**What you are asked to do:**
Write out all of the data again, exactly as it reads.

**Data shown:**
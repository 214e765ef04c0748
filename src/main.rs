//! Cache API - A key-value cache server with per-entry TTL
//!
//! Serves `GET /:key` and `POST /:key` from an in-memory TTL store or Redis.

use anyhow::Context;
use tokio::signal;
use tokio_util::sync::CancellationToken;
use tracing::{error, info};

use cache_api::{
    cache::RedisCache, create_router, logging::init_tracing, AppState, Config, StoreConfig,
    TtlStore,
};

/// Main entry point for the cache server.
///
/// # Startup Sequence
/// 1. Load `.env` (if present) and configuration from the environment
/// 2. Initialize tracing
/// 3. Create the selected cache backend (the in-memory store starts its sweep)
/// 4. Serve HTTP until SIGINT/SIGTERM
/// 5. Stop the sweep and wait for it to exit
#[tokio::main]
async fn main() -> anyhow::Result<()> {
    load_dotenv()?;
    let config = Config::from_env().context("error loading config")?;

    init_tracing(config.debug, config.log_color);
    info!(
        "Configuration loaded: ttl={}s, eviction_interval={}ms, use_redis={}, addr={}",
        config.cache.ttl_seconds,
        config.cache.eviction_interval_ms,
        config.use_redis,
        config.socket_addr()
    );

    let shutdown = CancellationToken::new();

    let (state, memory_store) = if config.use_redis {
        info!("Using redis as the cache");
        let cache = RedisCache::connect(&config.cache, &config.redis)
            .await
            .context("error creating redis cache")?;
        (AppState::from_cache(cache), None)
    } else {
        info!("Using in-memory cache");
        let store: TtlStore<String> =
            TtlStore::new(StoreConfig::from(&config.cache), &shutdown);
        (AppState::from_cache(store.clone()), Some(store))
    };

    let app = create_router(state);

    let addr = config.socket_addr();
    let listener = tokio::net::TcpListener::bind(&addr)
        .await
        .with_context(|| format!("error binding {}", addr))?;
    info!("Server listening on http://{}", addr);

    axum::serve(listener, app)
        .with_graceful_shutdown(shutdown_signal(shutdown.clone()))
        .await
        .context("error serving http")?;

    shutdown.cancel();
    if let Some(store) = memory_store {
        store.shutdown().await;
    }

    info!("Server shutdown complete");
    Ok(())
}

/// Loads `.env` into the environment; a missing file is fine.
fn load_dotenv() -> anyhow::Result<()> {
    match dotenvy::dotenv() {
        Ok(_) => Ok(()),
        Err(e) if e.not_found() => Ok(()),
        Err(e) => Err(e).context("error loading .env"),
    }
}

/// Waits for Ctrl+C, SIGTERM or cancellation of `shutdown`, then cancels it.
async fn shutdown_signal(shutdown: CancellationToken) {
    let ctrl_c = async {
        if let Err(e) = signal::ctrl_c().await {
            error!(error = %e, "Failed to install Ctrl+C handler");
            std::future::pending::<()>().await;
        }
    };

    #[cfg(unix)]
    let terminate = async {
        match signal::unix::signal(signal::unix::SignalKind::terminate()) {
            Ok(mut sigterm) => {
                sigterm.recv().await;
            }
            Err(e) => {
                error!(error = %e, "Failed to install SIGTERM handler");
                std::future::pending::<()>().await;
            }
        }
    };

    #[cfg(not(unix))]
    let terminate = std::future::pending::<()>();

    tokio::select! {
        _ = ctrl_c => {
            info!("Received Ctrl+C, initiating shutdown...");
        }
        _ = terminate => {
            info!("Received SIGTERM, initiating shutdown...");
        }
        _ = shutdown.cancelled() => {}
    }

    shutdown.cancel();
}
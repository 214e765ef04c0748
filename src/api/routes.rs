//! API Routes
//!
//! Configures the Axum router with all cache server endpoints.

use axum::{routing::get, Router};
use tower_http::{
    cors::{Any, CorsLayer},
    trace::TraceLayer,
};

use super::handlers::{
    get_handler, missing_key_get_handler, missing_key_set_handler, set_handler, AppState,
};

/// Creates the main router with all endpoints configured.
///
/// # Endpoints
/// - `GET /:key` - Retrieve a value (200 with the value, 404 on miss)
/// - `POST /:key` - Store the request body (201, 400 on empty body)
/// - `GET /` - 404, `POST /` - 400
///
/// # Middleware
/// - CORS: Allows any origin
/// - Tracing: Logs all requests
pub fn create_router(state: AppState) -> Router {
    let cors = CorsLayer::new()
        .allow_origin(Any)
        .allow_methods(Any)
        .allow_headers(Any);

    Router::new()
        .route(
            "/",
            get(missing_key_get_handler).post(missing_key_set_handler),
        )
        .route("/:key", get(get_handler).post(set_handler))
        .layer(cors)
        .layer(TraceLayer::new_for_http())
        .with_state(state)
}

#[cfg(test)]
mod tests {
    use super::*;

    use axum::{
        body::Body,
        http::{Request, StatusCode},
    };
    use tokio_util::sync::CancellationToken;
    use tower::util::ServiceExt;

    use crate::cache::{StoreConfig, TtlStore};

    fn create_test_app() -> Router {
        let store: TtlStore<String> =
            TtlStore::new(StoreConfig::default(), &CancellationToken::new());
        create_router(AppState::from_cache(store))
    }

    #[tokio::test]
    async fn test_set_endpoint() {
        let app = create_test_app();

        let response = app
            .oneshot(
                Request::builder()
                    .method("POST")
                    .uri("/test")
                    .body(Body::from("hello"))
                    .unwrap(),
            )
            .await
            .unwrap();

        assert_eq!(response.status(), StatusCode::CREATED);
    }

    #[tokio::test]
    async fn test_get_not_found() {
        let app = create_test_app();

        let response = app
            .oneshot(
                Request::builder()
                    .uri("/nonexistent")
                    .body(Body::empty())
                    .unwrap(),
            )
            .await
            .unwrap();

        assert_eq!(response.status(), StatusCode::NOT_FOUND);
    }

    #[tokio::test]
    async fn test_root_without_key() {
        let app = create_test_app();

        let response = app
            .clone()
            .oneshot(Request::builder().uri("/").body(Body::empty()).unwrap())
            .await
            .unwrap();
        assert_eq!(response.status(), StatusCode::NOT_FOUND);

        let response = app
            .oneshot(
                Request::builder()
                    .method("POST")
                    .uri("/")
                    .body(Body::from("value"))
                    .unwrap(),
            )
            .await
            .unwrap();
        assert_eq!(response.status(), StatusCode::BAD_REQUEST);
    }

    #[tokio::test]
    async fn test_unsupported_method() {
        let app = create_test_app();

        let response = app
            .oneshot(
                Request::builder()
                    .method("DELETE")
                    .uri("/key")
                    .body(Body::empty())
                    .unwrap(),
            )
            .await
            .unwrap();

        assert_eq!(response.status(), StatusCode::METHOD_NOT_ALLOWED);
    }
}
//! Logging setup
//!
//! Errors are written to stderr, everything else to stdout. `RUST_LOG`
//! overrides the level chosen from configuration.

use tracing::{Level, Subscriber};
use tracing_subscriber::fmt::writer::{MakeWriter, MakeWriterExt};
use tracing_subscriber::registry::LookupSpan;
use tracing_subscriber::{layer::SubscriberExt, util::SubscriberInitExt, EnvFilter, Layer};

/// Filter used when `RUST_LOG` is not set.
pub fn default_filter(debug: bool) -> &'static str {
    if debug {
        "cache_api=debug,tower_http=debug"
    } else {
        "cache_api=info,tower_http=info"
    }
}

/// Formatting layer that sends ERROR events to `err` and all others to `out`.
pub fn fmt_layer<S, Out, Err>(out: Out, err: Err, use_color: bool) -> impl Layer<S>
where
    S: Subscriber + for<'span> LookupSpan<'span>,
    Out: for<'w> MakeWriter<'w> + Send + Sync + 'static,
    Err: for<'w> MakeWriter<'w> + Send + Sync + 'static,
{
    tracing_subscriber::fmt::layer()
        .with_writer(err.with_max_level(Level::ERROR).or_else(out))
        .with_ansi(use_color)
}

/// Installs the global tracing subscriber. Call once, at startup.
pub fn init_tracing(debug: bool, use_color: bool) {
    let filter =
        EnvFilter::try_from_default_env().unwrap_or_else(|_| default_filter(debug).into());

    tracing_subscriber::registry()
        .with(filter)
        .with(fmt_layer(std::io::stdout, std::io::stderr, use_color))
        .init();
}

**Written response:**
repository 214e765ef04c0748
filename src/main.rs
//! Cache API - A key-value cache server with per-entry TTL
//!
//! Serves `GET /:key` and `POST /:key` from an in-memory TTL store or Redis.

use anyhow::Context;
use tokio::signal;
use tokio_util::sync::CancellationToken;
use tracing::{error, info};

use cache_api::{
    cache::RedisCache, create_router, logging::init_tracing, AppState, Config, StoreConfig,
    TtlStore,
};

/// Main entry point for the cache server.
///
/// # Startup Sequence
/// 1. Load `.env` (if present) and configuration from the environment
/// 2. Initialize tracing
/// 3. Create the selected cache backend (the in-memory store starts its sweep)
/// 4. Serve HTTP until SIGINT/SIGTERM
/// 5. Stop the sweep and wait for it to exit
#[tokio::main]
async fn main() -> anyhow::Result<()> {
    load_dotenv()?;
    let config = Config::from_env().context("error loading config")?;

    init_tracing(config.debug, config.log_color);
    info!(
        "Configuration loaded: ttl={}s, eviction_interval={}ms, use_redis={}, addr={}",
        config.cache.ttl_seconds,
        config.cache.eviction_interval_ms,
        config.use_redis,
        config.socket_addr()
    );

    let shutdown = CancellationToken::new();

    let (state, memory_store) = if config.use_redis {
        info!("Using redis as the cache");
        let cache = RedisCache::connect(&config.cache, &config.redis)
            .await
            .context("error creating redis cache")?;
        (AppState::from_cache(cache), None)
    } else {
        info!("Using in-memory cache");
        let store: TtlStore<String> =
            TtlStore::new(StoreConfig::from(&config.cache), &shutdown);
        (AppState::from_cache(store.clone()), Some(store))
    };

    let app = create_router(state);

    let addr = config.socket_addr();
    let listener = tokio::net::TcpListener::bind(&addr)
        .await
        .with_context(|| format!("error binding {}", addr))?;
    info!("Server listening on http://{}", addr);

    axum::serve(listener, app)
        .with_graceful_shutdown(shutdown_signal(shutdown.clone()))
        .await
        .context("error serving http")?;

    shutdown.cancel();
    if let Some(store) = memory_store {
        store.shutdown().await;
    }

    info!("Server shutdown complete");
    Ok(())
}

/// Loads `.env` into the environment; a missing file is fine.
fn load_dotenv() -> anyhow::Result<()> {
    match dotenvy::dotenv() {
        Ok(_) => Ok(()),
        Err(e) if e.not_found() => Ok(()),
        Err(e) => Err(e).context("error loading .env"),
    }
}

/// Waits for Ctrl+C, SIGTERM or cancellation of `shutdown`, then cancels it.
async fn shutdown_signal(shutdown: CancellationToken) {
    let ctrl_c = async {
        if let Err(e) = signal::ctrl_c().await {
            error!(error = %e, "Failed to install Ctrl+C handler");
            std::future::pending::<()>().await;
        }
    };

    #[cfg(unix)]
    let terminate = async {
        match signal::unix::signal(signal::unix::SignalKind::terminate()) {
            Ok(mut sigterm) => {
                sigterm.recv().await;
            }
            Err(e) => {
                error!(error = %e, "Failed to install SIGTERM handler");
                std::future::pending::<()>().await;
            }
        }
    };

    #[cfg(not(unix))]
    let terminate = std::future::pending::<()>();

    tokio::select! {
        _ = ctrl_c => {
            info!("Received Ctrl+C, initiating shutdown...");
        }
        _ = terminate => {
            info!("Received SIGTERM, initiating shutdown...");
        }
        _ = shutdown.cancelled() => {}
    }

    shutdown.cancel();
}
repository 214e765ef04c0748
filename src/api/routes.rs
//! API Routes
//!
//! Configures the Axum router with all cache server endpoints.

use axum::{routing::get, Router};
use tower_http::{
    cors::{Any, CorsLayer},
    trace::TraceLayer,
};

use super::handlers::{
    get_handler, missing_key_get_handler, missing_key_set_handler, set_handler, AppState,
};

/// Creates the main router with all endpoints configured.
///
/// # Endpoints
/// - `GET /:key` - Retrieve a value (200 with the value, 404 on miss)
/// - `POST /:key` - Store the request body (201, 400 on empty body)
/// - `GET /` - 404, `POST /` - 400
///
/// # Middleware
/// - CORS: Allows any origin
/// - Tracing: Logs all requests
pub fn create_router(state: AppState) -> Router {
    let cors = CorsLayer::new()
        .allow_origin(Any)
        .allow_methods(Any)
        .allow_headers(Any);

    Router::new()
        .route(
            "/",
            get(missing_key_get_handler).post(missing_key_set_handler),
        )
        .route("/:key", get(get_handler).post(set_handler))
        .layer(cors)
        .layer(TraceLayer::new_for_http())
        .with_state(state)
}

#[cfg(test)]
mod tests {
    use super::*;

    use axum::{
        body::Body,
        http::{Request, StatusCode},
    };
    use tokio_util::sync::CancellationToken;
    use tower::util::ServiceExt;

    use crate::cache::{StoreConfig, TtlStore};

    fn create_test_app() -> Router {
        let store: TtlStore<String> =
            TtlStore::new(StoreConfig::default(), &CancellationToken::new());
        create_router(AppState::from_cache(store))
    }

    #[tokio::test]
    async fn test_set_endpoint() {
        let app = create_test_app();

        let response = app
            .oneshot(
                Request::builder()
                    .method("POST")
                    .uri("/test")
                    .body(Body::from("hello"))
                    .unwrap(),
            )
            .await
            .unwrap();

        assert_eq!(response.status(), StatusCode::CREATED);
    }

    #[tokio::test]
    async fn test_get_not_found() {
        let app = create_test_app();

        let response = app
            .oneshot(
                Request::builder()
                    .uri("/nonexistent")
                    .body(Body::empty())
                    .unwrap(),
            )
            .await
            .unwrap();

        assert_eq!(response.status(), StatusCode::NOT_FOUND);
    }

    #[tokio::test]
    async fn test_root_without_key() {
        let app = create_test_app();

        let response = app
            .clone()
            .oneshot(Request::builder().uri("/").body(Body::empty()).unwrap())
            .await
            .unwrap();
        assert_eq!(response.status(), StatusCode::NOT_FOUND);

        let response = app
            .oneshot(
                Request::builder()
                    .method("POST")
                    .uri("/")
                    .body(Body::from("value"))
                    .unwrap(),
            )
            .await
            .unwrap();
        assert_eq!(response.status(), StatusCode::BAD_REQUEST);
    }

    #[tokio::test]
    async fn test_unsupported_method() {
        let app = create_test_app();

        let response = app
            .oneshot(
                Request::builder()
                    .method("DELETE")
                    .uri("/key")
                    .body(Body::empty())
                    .unwrap(),
            )
            .await
            .unwrap();

        assert_eq!(response.status(), StatusCode::METHOD_NOT_ALLOWED);
    }
}
//! Logging setup
//!
//! Errors are written to stderr, everything else to stdout. `RUST_LOG`
//! overrides the level chosen from configuration.

use tracing::{Level, Subscriber};
use tracing_subscriber::fmt::writer::{MakeWriter, MakeWriterExt};
use tracing_subscriber::registry::LookupSpan;
use tracing_subscriber::{layer::SubscriberExt, util::SubscriberInitExt, EnvFilter, Layer};

/// Filter used when `RUST_LOG` is not set.
pub fn default_filter(debug: bool) -> &'static str {
    if debug {
        "cache_api=debug,tower_http=debug"
    } else {
        "cache_api=info,tower_http=info"
    }
}

/// Formatting layer that sends ERROR events to `err` and all others to `out`.
pub fn fmt_layer<S, Out, Err>(out: Out, err: Err, use_color: bool) -> impl Layer<S>
where
    S: Subscriber + for<'span> LookupSpan<'span>,
    Out: for<'w> MakeWriter<'w> + Send + Sync + 'static,
    Err: for<'w> MakeWriter<'w> + Send + Sync + 'static,
{
    tracing_subscriber::fmt::layer()
        .with_writer(err.with_max_level(Level::ERROR).or_else(out))
        .with_ansi(use_color)
}

/// Installs the global tracing subscriber. Call once, at startup.
pub fn init_tracing(debug: bool, use_color: bool) {
    let filter =
        EnvFilter::try_from_default_env().unwrap_or_else(|_| default_filter(debug).into());

    tracing_subscriber::registry()
        .with(filter)
        .with(fmt_layer(std::io::stdout, std::io::stderr, use_color))
        .init();
}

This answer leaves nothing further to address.